28 Nisan 2018 Cumartesi

&


Her medeniyetin, devletin ‘dumanlar ve alevler içinde çalışan ustaları’ vardır. Tarlaya tohum eker gibi geleceğe yatırım yapar bu çiftçi benzeri mimarlar, şairler, alimler ve siyaset adamları.

Bunlar ilk yorumculardır. Ya başlangıç aşamasını inşa ederler ya da bitişten sonraki kalkışı başlatırlar. Özü bulurlar, yeniden ayağa kaldırıp hayatın, şiirin, politikanın yaşam alanlarına sürerler.
Yunus böyledir. Mevlana, İbn-i Arabi, İmam Maturidi, Gazali bu neviden kurucu şahsiyetlerdir.

Akif, Necip Fazıl, Sezai Karakoç ise aynı gerçeğin, yolun devam ettiricileridirler.

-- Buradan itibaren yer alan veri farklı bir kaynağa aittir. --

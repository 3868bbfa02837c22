use std::env;

#[derive(Clone, Debug)]
pub struct AppConfig {
    pub port: u16,
    pub database_url: String,
    /// Bot identity, logged at startup; `app_password` is the bearer secret.
    pub app_id: String,
    pub app_password: String,
    pub luis_app_id: String,
    pub luis_api_key: String,
    /// LUIS endpoint host name, e.g. "westus.api.cognitive.microsoft.com"
    pub luis_api_host_name: String,
    pub telemetry_sink: String,
    pub conversation_ttl_minutes: i64,
    pub booking_dialog_id: String,
}

impl AppConfig {
    pub fn from_env() -> Self {
        Self {
            port: env::var("PORT")
                .ok()
                .and_then(|v| v.parse().ok())
                .unwrap_or(8000),
            database_url: env::var("DATABASE_URL").unwrap_or_else(|_| "flightbook.db".to_string()),
            app_id: env::var("MicrosoftAppId").unwrap_or_default(),
            app_password: env::var("MicrosoftAppPassword").unwrap_or_default(),
            luis_app_id: env::var("LuisAppId").unwrap_or_default(),
            luis_api_key: env::var("LuisAPIKey").unwrap_or_default(),
            luis_api_host_name: env::var("LuisAPIHostName").unwrap_or_default(),
            telemetry_sink: env::var("TELEMETRY_SINK").unwrap_or_else(|_| "log".to_string()),
            conversation_ttl_minutes: env::var("CONVERSATION_TTL_MINUTES")
                .ok()
                .and_then(|v| v.parse().ok())
                .unwrap_or(30),
            booking_dialog_id: env::var("BOOKING_DIALOG_ID")
                .unwrap_or_else(|_| "BookingDialog".to_string()),
        }
    }

    pub fn auth_enabled(&self) -> bool {
        !self.app_password.is_empty()
    }

    pub fn luis_configured(&self) -> bool {
        !self.luis_app_id.is_empty()
            && !self.luis_api_key.is_empty()
            && !self.luis_api_host_name.is_empty()
    }
}

#[cfg(test)]
mod tests {
    use super::*;

    fn base() -> AppConfig {
        AppConfig {
            port: 8000,
            database_url: ":memory:".to_string(),
            app_id: String::new(),
            app_password: String::new(),
            luis_app_id: "app".to_string(),
            luis_api_key: "key".to_string(),
            luis_api_host_name: "westus.api.cognitive.microsoft.com".to_string(),
            telemetry_sink: "none".to_string(),
            conversation_ttl_minutes: 30,
            booking_dialog_id: "BookingDialog".to_string(),
        }
    }

    #[test]
    fn test_luis_configured_requires_all_three() {
        assert!(base().luis_configured());

        let mut missing_key = base();
        missing_key.luis_api_key.clear();
        assert!(!missing_key.luis_configured());

        let mut missing_host = base();
        missing_host.luis_api_host_name.clear();
        assert!(!missing_host.luis_configured());
    }

    #[test]
    fn test_from_env_reads_bot_credentials() {
        env::set_var("MicrosoftAppId", "bot-app-id");
        env::set_var("MicrosoftAppPassword", "s3cret");

        let config = AppConfig::from_env();
        assert_eq!(config.app_id, "bot-app-id");
        assert_eq!(config.app_password, "s3cret");
        assert!(config.auth_enabled());

        env::remove_var("MicrosoftAppId");
        env::remove_var("MicrosoftAppPassword");
        assert!(!AppConfig::from_env().auth_enabled());
    }
}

Elbette kurucu kişiliklerle sürdürücü şahsiyetler ve felsefeler arasında, kaynak bakımından olmasa da tutum ve derinlikler yönünden ayrımlar taşırlar.

Örneğin Yunus bizim medeniyet şiirimizin, Hasan Bin Sabit gibi Peygamber şairlerinden sonra gelen sabahıdır. Gazali ilmihalin şafağıdır. Mevlana ve İbn-i Arabi ise ‘vahdet ‘ düşüncesinin tan yeridir.

Sonraki gelenlerse bu kökleri kendi orijinalliğine sadık kalarak yenilemişler, aslına döndürmüşler, aynı temellere nefes tazeletmişlerdir.